Cinq personnes se suicident chaque jour en Belgique. Ce sont les chiffres qui ressortaient dans la presse le 10 septembre dernier à l’occasion de la Journée mondiale de prévention du suicide.

Depuis le début de la législature, Madame la Ministre a pris des mesures fortes pour renforcer les dispositifs en matière de santé mentale, en ce compris en ce qui concerne la prévention des suicides et des tentatives de suicide. Vous avez impulsé une dynamique importante pour permettre d’augmenter les possibilités de soutien, d’accompagnement, mais aussi de reconnaissance.

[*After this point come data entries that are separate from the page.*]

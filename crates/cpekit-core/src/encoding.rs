//! Codecs between the bound encodings and the standard form
//!
//! Every parser lowers an encoded attribute value into the *standard
//! form*: lowercase text where every non-alphanumeric character carries a
//! quoting backslash and the only unquoted metacharacters are `?` and
//! `*`. Every emitter raises the standard form back into one of the
//! bound encodings, so conversion between encodings is always
//! decode-then-encode.

use std::sync::OnceLock;

use regex::Regex;

use crate::attribute::Attribute;
use crate::error::{Error, Result};

/// Percent encodings of the quotable punctuation, indexed by character
const PCT_TABLE: [(char, &str); 29] = [
    ('!', "%21"),
    ('"', "%22"),
    ('#', "%23"),
    ('$', "%24"),
    ('%', "%25"),
    ('&', "%26"),
    ('\'', "%27"),
    ('(', "%28"),
    (')', "%29"),
    ('*', "%2a"),
    ('+', "%2b"),
    (',', "%2c"),
    ('/', "%2f"),
    (':', "%3a"),
    (';', "%3b"),
    ('<', "%3c"),
    ('=', "%3d"),
    ('>', "%3e"),
    ('?', "%3f"),
    ('@', "%40"),
    ('[', "%5b"),
    ('\\', "%5c"),
    (']', "%5d"),
    ('^', "%5e"),
    ('`', "%60"),
    ('{', "%7b"),
    ('|', "%7c"),
    ('}', "%7d"),
    ('~', "%7e"),
];

/// Percent-encode one quotable character
fn pct_encode(c: char) -> Option<&'static str> {
    PCT_TABLE.iter().find(|(ch, _)| *ch == c).map(|(_, pce)| *pce)
}

/// Decode one three-character percent form back to its character
fn pct_decode(form: &str) -> Option<char> {
    PCT_TABLE.iter().find(|(_, pce)| *pce == form).map(|(ch, _)| *ch)
}

/// True for characters that pass through every encoding untouched
fn is_unreserved(c: char) -> bool {
    c.is_ascii_alphanumeric() || c == '_'
}

/// True for characters that may follow a quoting backslash in the
/// standard form
fn is_quotable(c: char) -> bool {
    matches!(
        c,
        '!' | '"'
            | ';'
            | '#'
            | '$'
            | '%'
            | '&'
            | '\''
            | '('
            | ')'
            | '+'
            | ','
            | '.'
            | '/'
            | ':'
            | '<'
            | '='
            | '>'
            | '@'
            | '['
            | ']'
            | '^'
            | '`'
            | '{'
            | '|'
            | '}'
            | '~'
            | '-'
            | '\\'
            | '*'
            | '?'
    )
}

fn invalid(attribute: Attribute, value: &str) -> Error {
    Error::InvalidValue {
        attribute,
        value: value.to_string(),
    }
}

// ---------------------------------------------------------------------------
// Decoders: encoded text -> standard form
// ---------------------------------------------------------------------------

/// Decode a formatted-string attribute value.
///
/// Alphanumerics pass untouched and quoted characters stay quoted. The
/// unreserved punctuation of the binding (`.` and `-`) acquires quoting.
/// An unquoted `*` is legal only at the ends; unquoted `?` only at the
/// ends or in a leading or trailing run.
pub fn decode_fs(encoded: &str, attribute: Attribute) -> Result<String> {
    let bytes = encoded.as_bytes();
    let mut out = String::with_capacity(encoded.len() + 4);
    let mut idx = 0;
    let mut embedded = false;

    while idx < bytes.len() {
        let c = bytes[idx] as char;

        if is_unreserved(c) {
            out.push(c);
            idx += 1;
            embedded = true;
        } else if c == '\\' {
            // Anything quoted in the bound string stays quoted
            let next = *bytes.get(idx + 1).ok_or_else(|| invalid(attribute, encoded))? as char;
            if !is_quotable(next) {
                return Err(invalid(attribute, encoded));
            }
            out.push('\\');
            out.push(next);
            idx += 2;
            embedded = true;
        } else if c == '.' || c == '-' {
            out.push('\\');
            out.push(c);
            idx += 1;
            embedded = true;
        } else if c == '*' {
            if idx == 0 || idx == bytes.len() - 1 {
                out.push(c);
                idx += 1;
                embedded = true;
            } else {
                return Err(invalid(attribute, encoded));
            }
        } else if c == '?' {
            let legal = idx == 0
                || idx == bytes.len() - 1
                || (!embedded && bytes[idx - 1] == b'?')
                || (embedded && bytes[idx + 1] == b'?');
            if legal {
                out.push(c);
                idx += 1;
                embedded = false;
            } else {
                return Err(invalid(attribute, encoded));
            }
        } else {
            return Err(invalid(attribute, encoded));
        }
    }

    Ok(out)
}

/// Decode a 2.3 URI attribute value.
///
/// Alphanumerics pass untouched; `.`, `-`, and `~` acquire quoting;
/// `%01` and `%02` decode to the unquoted wildcards subject to their
/// placement rules; the remaining percent forms decode to quoted
/// punctuation.
pub fn decode_uri(encoded: &str, attribute: Attribute) -> Result<String> {
    let len = encoded.len();
    let mut out = String::with_capacity(len + 4);
    let mut idx = 0;
    let mut embedded = false;

    while idx < len {
        let c = encoded.as_bytes()[idx] as char;

        if c == '.' || c == '-' || c == '~' {
            out.push('\\');
            out.push(c);
            idx += 1;
            embedded = true;
            continue;
        }

        if c != '%' {
            if is_unreserved(c) {
                out.push(c);
                idx += 1;
                embedded = true;
                continue;
            }
            return Err(invalid(attribute, encoded));
        }

        let form = encoded.get(idx..idx + 3).ok_or_else(|| invalid(attribute, encoded))?;

        if form == "%01" {
            // Legal at the ends, or contiguous with another %01 run
            let legal = idx == 0
                || idx == len - 3
                || (!embedded && idx >= 3 && &encoded[idx - 3..idx] == "%01")
                || (embedded && len >= idx + 6 && &encoded[idx + 3..idx + 6] == "%01");
            if !legal {
                return Err(invalid(attribute, encoded));
            }
            out.push('?');
            idx += 3;
        } else if form == "%02" {
            if idx != 0 && idx != len - 3 {
                return Err(invalid(attribute, encoded));
            }
            out.push('*');
            idx += 3;
            embedded = true;
        } else if let Some(ch) = pct_decode(form) {
            out.push('\\');
            out.push(ch);
            idx += 3;
            embedded = true;
        } else {
            return Err(invalid(attribute, encoded));
        }
    }

    Ok(out)
}

/// Decode a 2.2 URI attribute value.
///
/// The 2.2 binding has no percent forms and no wildcards: values are
/// alphanumerics plus `.`, `_`, `-`, `~`, `%`, and the non-alphanumerics
/// acquire quoting on the way to the standard form.
pub fn decode_uri_legacy(encoded: &str, attribute: Attribute) -> Result<String> {
    if encoded.is_empty() {
        return Err(invalid(attribute, encoded));
    }
    let mut out = String::with_capacity(encoded.len() + 4);
    for c in encoded.chars() {
        if is_unreserved(c) {
            out.push(c);
        } else if matches!(c, '.' | '-' | '~' | '%') {
            out.push('\\');
            out.push(c);
        } else {
            return Err(invalid(attribute, encoded));
        }
    }
    Ok(out)
}

/// Decode a 1.1 element value.
///
/// The 1.1 grammar permits alphanumerics plus `.`, `-`, `,`, `(`, `)`,
/// `@`, `#`, with `~` (negation) and `!` (alternation) as element
/// operators. Operators are preserved, quoted, in the standard form; the
/// 1.1 matcher interprets them.
pub fn decode_v1(encoded: &str, attribute: Attribute) -> Result<String> {
    static V1_RE: OnceLock<Regex> = OnceLock::new();
    let re = V1_RE.get_or_init(|| {
        Regex::new(r"^(~[\w.\-,()@#]+|[\w.\-,()@#]+(![\w.\-,()@#]+)*)$").expect("valid regex")
    });

    if !re.is_match(encoded) {
        return Err(invalid(attribute, encoded));
    }

    let mut out = String::with_capacity(encoded.len() + 4);
    for c in encoded.chars() {
        if is_unreserved(c) {
            out.push(c);
        } else {
            out.push('\\');
            out.push(c);
        }
    }
    Ok(out)
}

// ---------------------------------------------------------------------------
// Emitters: standard form -> encoded text
// ---------------------------------------------------------------------------

/// Emit the standard form as a formatted-string value.
///
/// Quoted `.`, `-`, and `_` drop their quoting; every other quoted
/// character keeps it, and wildcards pass through.
pub fn emit_fs(standard: &str) -> String {
    let bytes = standard.as_bytes();
    let mut out = String::with_capacity(standard.len());
    let mut idx = 0;

    while idx < bytes.len() {
        let c = bytes[idx] as char;
        if c != '\\' {
            out.push(c);
            idx += 1;
            continue;
        }
        let next = bytes[idx + 1] as char;
        if matches!(next, '.' | '-' | '_') {
            out.push(next);
        } else {
            out.push('\\');
            out.push(next);
        }
        idx += 2;
    }

    out
}

/// Emit the standard form as a 2.3 URI value.
///
/// Alphanumerics pass untouched, quoted `.` and `-` drop their quoting,
/// the remaining quoted punctuation percent-encodes, and the unquoted
/// wildcards bind to `%01` and `%02`.
pub fn emit_uri(standard: &str) -> String {
    let bytes = standard.as_bytes();
    let mut out = String::with_capacity(standard.len());
    let mut idx = 0;

    while idx < bytes.len() {
        let c = bytes[idx] as char;
        if is_unreserved(c) {
            out.push(c);
            idx += 1;
        } else if c == '\\' {
            let next = bytes[idx + 1] as char;
            if matches!(next, '.' | '-') {
                out.push(next);
            } else if let Some(pce) = pct_encode(next) {
                out.push_str(pce);
            }
            idx += 2;
        } else if c == '?' {
            out.push_str("%01");
            idx += 1;
        } else if c == '*' {
            out.push_str("%02");
            idx += 1;
        } else {
            idx += 1;
        }
    }

    out
}

// ---------------------------------------------------------------------------
// Standard-form validation
// ---------------------------------------------------------------------------

#[derive(Debug, Clone, Copy, PartialEq, Eq)]
enum Token {
    Body(char),
    Quoted(char),
    Quest,
    Star,
}

fn tokenize(standard: &str) -> Option<Vec<Token>> {
    let mut tokens = Vec::with_capacity(standard.len());
    let mut chars = standard.chars();
    while let Some(c) = chars.next() {
        if c == '\\' {
            let next = chars.next()?;
            if !is_quotable(next) {
                return None;
            }
            tokens.push(Token::Quoted(next));
        } else if is_unreserved(c) {
            tokens.push(Token::Body(c));
        } else if c == '?' {
            tokens.push(Token::Quest);
        } else if c == '*' {
            tokens.push(Token::Star);
        } else {
            return None;
        }
    }
    Some(tokens)
}

/// Validate the standard form of a generic attribute value: quoted
/// punctuation anywhere, wildcards confined to the ends (a run of `?`
/// and/or one `*` on each side), and at least one token. A lone quoted
/// hyphen is not a value.
fn is_valid_generic(standard: &str) -> bool {
    let tokens = match tokenize(standard) {
        Some(t) if !t.is_empty() => t,
        _ => return false,
    };

    let mut start = 0;
    if tokens[0] == Token::Star {
        start = 1;
    } else {
        while start < tokens.len() && tokens[start] == Token::Quest {
            start += 1;
        }
    }

    let mut end = tokens.len();
    if end > start && tokens[end - 1] == Token::Star {
        end -= 1;
    } else {
        while end > start && tokens[end - 1] == Token::Quest {
            end -= 1;
        }
    }

    let body = &tokens[start..end];
    if body.iter().any(|t| matches!(t, Token::Quest | Token::Star)) {
        return false;
    }

    // A value opening with a quoted hyphen needs a second body token
    if start == 0 && body == [Token::Quoted('-')] {
        return false;
    }

    true
}

/// Validate the standard form of the part attribute: one system class
/// letter or a single wildcard
fn is_valid_part(standard: &str) -> bool {
    matches!(standard, "a" | "o" | "h" | "?" | "*")
}

/// Validate the standard form of the language attribute: a two or three
/// letter language subtag, optionally a quoted hyphen and a region of
/// two letters or three digits, with the wildcard substitutions the
/// grammar allows in either subtag
fn is_valid_language(standard: &str) -> bool {
    static LANG_RE: OnceLock<Regex> = OnceLock::new();
    static LANG_TAIL_RE: OnceLock<Regex> = OnceLock::new();
    static REGION_RE: OnceLock<Regex> = OnceLock::new();

    let lang = LANG_RE.get_or_init(|| {
        Regex::new(r"^(\*[a-z]{1,2}|\?([a-z][a-z]?|\?(\?|[a-z])?)|[a-z]{2,3})$")
            .expect("valid regex")
    });
    let lang_tail = LANG_TAIL_RE
        .get_or_init(|| Regex::new(r"^(\*\d{1,3}|[a-z]{1,3}\*)$").expect("valid regex"));
    let region = REGION_RE.get_or_init(|| {
        Regex::new(r"^(\*|\?\?|[a-z]([a-z]|\*|\?)|\d(\*|\?\??|\d[\d*?]))$").expect("valid regex")
    });

    let parts: Vec<&str> = standard.split(r"\-").collect();
    match parts.len() {
        1 => lang.is_match(parts[0]) || lang_tail.is_match(parts[0]),
        2 => lang.is_match(parts[0]) && region.is_match(parts[1]),
        _ => false,
    }
}

/// Validate a decoded value against its attribute grammar
pub fn validate_standard(standard: &str, attribute: Attribute) -> Result<()> {
    let ok = match attribute {
        Attribute::Part => is_valid_part(standard),
        Attribute::Language => is_valid_language(standard),
        _ => is_valid_generic(standard),
    };
    if ok {
        Ok(())
    } else {
        Err(invalid(attribute, standard))
    }
}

Dans le domaine, soulignons également le rôle important de l’ASBL « Un pass dans l’impasse », qui réalise un travail remarquable, par exemple avec le développement du réseau « sentinelles ».

Le Plan de prévention et de promotion de la santé prévoit un axe relatif à la prévention du suicide avec notamment un objectif de réduction du taux de tentatives de suicide ainsi que du taux annuel de décès par suicide de 10 % d’ici 2030.

Quelles actions a-t-elle arrêtées en Gouvernement pour atteindre cet objectif ?

Pourquoi ne pas développer de nouveaux outils de monitoring pour affiner les données chiffrées dont nous disposons pour notre Région ?

Le mandat de l’association « Un pass dans l’impasse » comme centre de référence arrivait à échéance le 30 septembre 2021. Un appel à projets avait donc été lancé pour désigner un centre de prévention suicide pour les quatre années à venir.

Le Gouvernement a-t-il désigné un nouvel acteur ?

A-t-elle arrêté en Gouvernement de nouvelles missions pour ce centre dans le cadre de cet appel à projets ?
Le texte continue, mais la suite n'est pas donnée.